Top of SOURCE MATERIAL

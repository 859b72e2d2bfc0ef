//! Database configuration module

use serde::{Deserialize, Serialize};

/// Database configuration for the MySQL revocation ledger
#[derive(Debug, Clone, Deserialize, Serialize)]
#[serde(default)]
pub struct DatabaseConfig {
    /// Database connection URL
    pub url: String,

    /// Maximum number of connections in the pool
    #[serde(default = "default_max_connections")]
    pub max_connections: u32,

    /// Minimum number of idle connections kept open
    #[serde(default = "default_min_connections")]
    pub min_connections: u32,

    /// Pool acquire timeout in seconds. This is the bound on how long a
    /// request can wait for the ledger before it fails closed.
    #[serde(default = "default_connect_timeout")]
    pub connect_timeout: u64,

    /// Idle connection timeout in seconds
    #[serde(default = "default_idle_timeout")]
    pub idle_timeout: u64,

    /// Maximum lifetime of a connection in seconds
    #[serde(default = "default_max_lifetime")]
    pub max_lifetime: u64,
}

impl Default for DatabaseConfig {
    fn default() -> Self {
        Self {
            url: String::from("mysql://localhost:3306/tokengate"),
            max_connections: default_max_connections(),
            min_connections: default_min_connections(),
            connect_timeout: default_connect_timeout(),
            idle_timeout: default_idle_timeout(),
            max_lifetime: default_max_lifetime(),
        }
    }
}

impl DatabaseConfig {
    /// Create a new database configuration with URL
    pub fn new(url: impl Into<String>) -> Self {
        Self {
            url: url.into(),
            ..Default::default()
        }
    }

    /// Set the maximum number of connections
    pub fn with_max_connections(mut self, max: u32) -> Self {
        self.max_connections = max;
        self
    }
}

fn default_max_connections() -> u32 {
    10
}

fn default_min_connections() -> u32 {
    1
}

fn default_connect_timeout() -> u64 {
    5
}

fn default_idle_timeout() -> u64 {
    600 // 10 minutes
}

fn default_max_lifetime() -> u64 {
    1800 // 30 minutes
}
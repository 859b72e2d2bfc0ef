//! Server configuration module

use serde::{Deserialize, Serialize};

/// HTTP server configuration
#[derive(Debug, Clone, Deserialize, Serialize)]
#[serde(default)]
pub struct ServerConfig {
    /// Server host address
    pub host: String,

    /// Server port
    pub port: u16,

    /// Worker threads (0 = number of CPU cores)
    #[serde(default)]
    pub workers: usize,
}

impl Default for ServerConfig {
    fn default() -> Self {
        Self {
            host: String::from("127.0.0.1"),
            port: 8080,
            workers: 0,
        }
    }
}

impl ServerConfig {
    /// Create a new server configuration
    pub fn new(host: impl Into<String>, port: u16) -> Self {
        Self {
            host: host.into(),
            port,
            ..Default::default()
        }
    }

    /// Get the bind address
    pub fn bind_address(&self) -> String {
        format!("{}:{}", self.host, self.port)
    }
}
//! Shared configuration and common types for TokenGate server crates
//!
//! This crate provides functionality used across all server modules:
//! - Configuration types and the layered loader
//! - Response envelope types shared by the HTTP layer

pub mod config;
pub mod types;

// Re-export commonly used items at crate root
pub use config::{
    AppConfig, AuthConfig, CleanupConfig, ConfigError, DatabaseConfig, Environment,
    LoggingConfig, Secret, ServerConfig,
};
pub use types::{ErrorResponse, HealthResponse, HealthStatus};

Bottom of SOURCE MATERIAL

• [WORK INSTRUCTION]:
Return exactly the lines from the line bearing "new server configuration" to the end of the records, inclusive of both; include no other lines.

• [THE COMPLETED TASK]:
    /// Create a new server configuration
    pub fn new(host: impl Into<String>, port: u16) -> Self {
        Self {
            host: host.into(),
            port,
            ..Default::default()
        }
    }

    /// Get the bind address
    pub fn bind_address(&self) -> String {
        format!("{}:{}", self.host, self.port)
    }
}
//! Shared configuration and common types for TokenGate server crates
//!
//! This crate provides functionality used across all server modules:
//! - Configuration types and the layered loader
//! - Response envelope types shared by the HTTP layer

pub mod config;
pub mod types;

// Re-export commonly used items at crate root
pub use config::{
    AppConfig, AuthConfig, CleanupConfig, ConfigError, DatabaseConfig, Environment,
    LoggingConfig, Secret, ServerConfig,
};
pub use types::{ErrorResponse, HealthResponse, HealthStatus};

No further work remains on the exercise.